Протестующая Москва, силовики, прокуроры и судьи, провокаторы и подростки – в деле “Нового величия” и одноименном документальном фильме Анны Шишовой и Дмитрия Боголюбова. С 2018 года режиссеры фиксировали судебные процессы по делу против молодых людей, которых обвинили в создании экстремистской группы с целью подрыва государственного строя. Их осудили на тюремные сроки, от условных до реальных, максимальный – семь лет в заключении. Главными героинями фильма стали Анна Павликова, на момент ареста несовершеннолетняя, и её мать Юлия, которая, защищая дочь, становится гражданской активисткой. Дело “Нового величия”, как считают адвокаты, общественные деятели и правозащитники, является политическим, сфабрикованным. Оно возникло из чат-группы благодаря четырем агентам-провокаторам, один из которых, Руслан Д. (он же Александр Константинов, он же Родион Зелинский), сам написал устав организации, придумал её название, а затем выступал основным свидетелем на процессе. Обвинение строилось на показаниях внедренных агентов. В фильме – кадры скрытой видеосъемки провокатора Руслана Д., портреты служителей карательного аппарата, свадьба Анны Павликовой и Константина Котова в "Матросской тишине", Марш Матерей и многотысячные протестные демонстрации в Москве 2019-го и 20-го годов. Фильм "Новое величие" отобран в программы ведущих европейских фестивалей документального кино. С режиссером Анной Шишовой мы говорили на фестивале "Артдокфест".
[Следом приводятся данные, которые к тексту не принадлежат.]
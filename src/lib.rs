//! Tiny CPU perceptrons that run either eagerly or as a traced, cached computation graph.
//!
//! # Features
//!
//! - **One forward, two modes**: Layers implement their forward logic once, against
//! the [Backend] trait. [Eager] runs each operation immediately on concrete tensors,
//! [Symbolic] records operations on a placeholder into a graph instead.
//!
//! - **Hybridization**: Calling [hybridize](Network::hybridize) on a [Network] makes its
//! next call trace all layers into a [CompiledGraph]. From then on, every call only
//! evaluates that graph. Layer code never runs again.
//!
//! - **Buffer reuse**: Compiled graphs keep one output buffer per node and
//! recompute into them, instead of allocating fresh tensors for every call.
//!
//! - **Deferred initialization**: Input sizes of [Dense] layers get inferred from
//! the first batch they see.
//!
//! - **Graph export**: Compiled graphs can be written to disc and loaded elsewhere,
//! without access to the code that built them.
//!
//! # Examples
//!
//! ```
//! use hybridize::{ Network, Dense, ActType, Initializer, Tensor };
//!
//! let mut net = Network::new();
//! net.add(Dense::new(256).activation(ActType::Relu))
//!    .add(Dense::new(128).activation(ActType::Relu))
//!    .add(Dense::new(2));
//! net.initialize(Initializer::Xavier);
//!
//! let x = Tensor::<f32>::randn(&[1, 512]);
//!
//! // Runs all three layers
//! let eager = net.forward(&x).unwrap();
//!
//! // Traces all three layers once, then only evaluates the cached graph
//! net.hybridize();
//! let compiled = net.forward(&x).unwrap();
//!
//! assert_eq!(compiled.shape().dims, vec![1, 2]);
//! assert!(eager.allclose(&compiled, 1e-5, 1e-6));
//! ```
//!
//! Custom layers implement [Block] and [HybridBlock]:
//!
//! ```
//! use hybridize::{ Backend, Block, HybridBlock, ActType, Result, scalar::Real };
//!
//! struct Squash;
//!
//! impl<T: Real> Block<T> for Squash {
//!   fn name(&self) -> &str { "squash" }
//! }
//!
//! impl<T: Real> HybridBlock<T> for Squash {
//!   fn hybrid_forward<B: Backend<T>>(&self, f: &mut B, x: &B::Value) -> Result<B::Value> {
//!     f.activation("squash_fwd", x, ActType::Sigmoid)
//!   }
//! }
//! ```
//!
//! Check the `/demos` folder for more example code.
//!
//! # Optional features
//!
//! - `unsafe` *(default)*: Accelerated matrix math using the [matrixmultiply] crate.
//! - `rayon`: Multi-threaded matrix math over rows when `unsafe` is disabled.

mod internal;
mod error;
mod shape;
mod tensor;
mod parameter;
mod backend;
mod graph;
mod layer;
mod network;

pub mod ops;
pub mod scalar;

pub use error::{ Error, Result };
pub use shape::Shape;
pub use tensor::Tensor;
pub use ops::{ Op, ActType };
pub use parameter::{ Parameter, Param, Initializer };
pub use backend::{ Backend, Eager, Symbolic, Symbol };
pub use graph::{ CompiledGraph, Node };
pub use layer::{ Block, HybridBlock, Forward, Layer, Dense, Activation, Flatten };
pub use network::{ Network, Mode, Statistics };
Ваш браузер не поддерживает HTML5
– В вашем фильме Москва – город больших массовых движений, столкновений масс протестующих и силовиков. Одновременно это частная история Анны Павликовой и её близких. Это съемки какого времени?
– Мы снимали с 2018 года по 22-й. В 21-м был приговор, в 22-м у нас были досъемки необходимых кадров. С 18-го года мы старались фиксировать все массовые выступления, при монтаже что-то не входило. У нас не было цели давать протестную хронику.
– Дело начинается в 18-м году?
– Март 18-го – их арестовывают. И в течение двух с половиной лет идет типа "расследование". Хотя всё и так понятно было. Потом идут суды. Суды с самого начала, как их арестовали, шли бесконечно. Это была особая пытка для ребят и для их родных.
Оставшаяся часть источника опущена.